Growing up in Daly City, Eric Valladares remembers hearing how his parents and extended family fled El Salvador during the country’s 12-year civil war that ended in 1992.
After settling in California, some members struggled financially, finding it hard to adjust to a country where they didn’t speak the language and felt like outsiders.
His family never discussed how they coped with those traumas or mentioned mental health. He remembers adults masking emotions with alcohol, something he later imitated. He didn’t realize he had a problem until he was in graduate school, learning how to help others with their problems.
Valladares decided to become a therapist while an undergraduate student at San Francisco State University. He made the career choice believing he just wanted to help the Latinx community, but his decision was deeper than that.
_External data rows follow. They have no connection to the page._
//! # Application State
//!
//! Shared state for the axum handlers: the SQLite pool and the ceremony
//! manager built on top of it. Cloned per request; cheap because the pool
//! is itself a handle.

use anyhow::Result;
use sqlx::sqlite::SqlitePool;

use crate::config::Config;
use crate::db::{ChallengeStore, CredentialStore};
use crate::webauthn::CeremonyManager;

#[derive(Clone)]
pub struct AppState {
    pub db: SqlitePool,
    pub ceremonies: CeremonyManager,
}

impl AppState {
    /// Connect to the database, run embedded migrations, and wire the
    /// stores into a ceremony manager.
    pub async fn new(config: &Config) -> Result<Self> {
        let db = SqlitePool::connect(&config.database_url).await?;
        sqlx::migrate!("./migrations").run(&db).await?;

        let ceremonies = CeremonyManager::new(
            config,
            ChallengeStore::new(db.clone()),
            CredentialStore::new(db.clone()),
        );

        Ok(AppState { db, ceremonies })
    }
}
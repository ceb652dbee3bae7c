//! # Error Handling
//!
//! Two layers of errors live here:
//!
//! - [`CeremonyError`] is the domain taxonomy of the ceremony manager. Every
//!   way a registration or authentication ceremony can be rejected has its
//!   own variant, so callers can distinguish "bad ceremony" from
//!   "infrastructure fault".
//! - [`AppError`] wraps ceremony errors with the ceremony they occurred in
//!   (registration failures map to 400, authentication failures to 401) and
//!   adds the plain HTTP-level failures. Its `IntoResponse` impl turns
//!   handler `Result`s into JSON error responses.

use axum::{
    http::StatusCode,
    response::{IntoResponse, Response},
    Json,
};
use serde_json::json;
use thiserror::Error;

/// Why a WebAuthn ceremony was rejected.
///
/// Verification failures are non-fatal: the outstanding challenge has
/// already been consumed by the time one of these is returned, so the
/// client must restart from `start*`. `StoreFailure` is the one variant
/// that signals an infrastructure fault rather than a bad ceremony.
#[derive(Error, Debug)]
pub enum CeremonyError {
    #[error("subject must not be empty")]
    InvalidInput,

    /// Finish was called without a matching start, after the challenge
    /// expired, or after the challenge was already consumed.
    #[error("no ceremony in progress for this subject")]
    NoCeremonyInProgress,

    #[error("response challenge does not match the issued challenge")]
    ChallengeMismatch,

    #[error("response origin does not match the expected origin")]
    OriginMismatch,

    #[error("response relying party does not match the configured relying party")]
    RelyingPartyMismatch,

    #[error("malformed authenticator response: {0}")]
    MalformedResponse(String),

    #[error("credential is not registered for this subject")]
    UnknownCredential,

    #[error("assertion signature verification failed")]
    SignatureInvalid,

    /// The reported signature counter did not advance past the stored one.
    #[error("signature counter did not increase; possible cloned authenticator")]
    PossibleCloneDetected,

    #[error("credential store failure: {0}")]
    StoreFailure(String),
}

impl From<sqlx::Error> for CeremonyError {
    fn from(err: sqlx::Error) -> Self {
        CeremonyError::StoreFailure(err.to_string())
    }
}

/// Application-wide error type returned by HTTP handlers.
#[derive(Error, Debug)]
pub enum AppError {
    #[error("database error: {0}")]
    Database(#[from] sqlx::Error),

    #[error("registration failed: {0}")]
    Registration(CeremonyError),

    #[error("authentication failed: {0}")]
    Authentication(CeremonyError),

    #[error("bad request: {0}")]
    BadRequest(String),
}

impl IntoResponse for AppError {
    fn into_response(self) -> Response {
        let (status, error_message) = match &self {
            AppError::Database(e) => {
                tracing::error!("Database error: {:?}", e);
                // Generic message; don't leak database internals.
                (StatusCode::INTERNAL_SERVER_ERROR, "storage error".to_string())
            }
            AppError::Registration(CeremonyError::StoreFailure(e))
            | AppError::Authentication(CeremonyError::StoreFailure(e)) => {
                tracing::error!("Credential store failure: {}", e);
                (StatusCode::INTERNAL_SERVER_ERROR, "storage error".to_string())
            }
            AppError::Registration(CeremonyError::InvalidInput)
            | AppError::Authentication(CeremonyError::InvalidInput) => {
                (StatusCode::BAD_REQUEST, self.to_string())
            }
            AppError::Registration(e) => {
                tracing::warn!("Registration ceremony rejected: {}", e);
                (StatusCode::BAD_REQUEST, e.to_string())
            }
            AppError::Authentication(e) => {
                tracing::warn!("Authentication ceremony rejected: {}", e);
                (StatusCode::UNAUTHORIZED, e.to_string())
            }
            AppError::BadRequest(_) => (StatusCode::BAD_REQUEST, self.to_string()),
        };

        let body = Json(json!({
            "ok": false,
            "error": error_message,
        }));

        (status, body).into_response()
    }
}

/// Convenience alias for handler results.
pub type AppResult<T> = Result<T, AppError>;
“There was pain and there were experiences from my life and my family’s life that in subtle ways put me on this path,” he said. “I wanted to help others heal and help myself heal, but it didn’t occur to me until later. I thought of it as, ‘Isn’t it nice that I want to help people?’ But no, it was really, ‘I have unresolved issues and I want to work them out.’”
Valladares, now 37, spent years providing therapy to mostly immigrant, Spanish-speaking people. He’s now the executive director of Family Connections, a Palo Alto nonprofit that provides educational and mental health services to families with young children.

In many ways, Valladares exemplifies what experts and policymakers say California needs more of: He’s a multilingual Latino who brings cultural competency to mental health services. But his journey into the profession demonstrates the difficulties mental health care providers face, such as addressing their own traumas and figuring out how to navigate the professional mental health field — from earning enough money to dealing with insurance companies resistant to paying for patient care.
‘Folks need to be served by people who look like them’
Despite growing demand for mental health services for children struggling with depression, anxiety and suicidal ideation, the mental health field has failed at recruiting enough professionals — of any background. California has less than a quarter of the therapists it needs to care for the state’s population, and the majority specialize in treating adults, according to the Kaiser Family Foundation.
And the existing mental health workforce doesn’t mirror the state’s demographics. About 40% of Californians identify as Hispanic or Latino, according to research provided to KQED by the Healthforce Center at UCSF. But only 9% of clinical psychologists, 21% of marriage and family therapists and 27% of mental health counselors identified as Hispanic or Latino from 2015 to 2019, the research shows.
“Part of what makes any kind of therapeutic intervention work is the relationship between the provider and the person getting the service,” said Chris Stoner-Mertz, CEO of the California Alliance of Child and Family Services, a coalition of about 150 nonprofits and organizations that serve the state’s children and families. “Folks need to be served by people who look like them and who maybe had some of their life experiences.”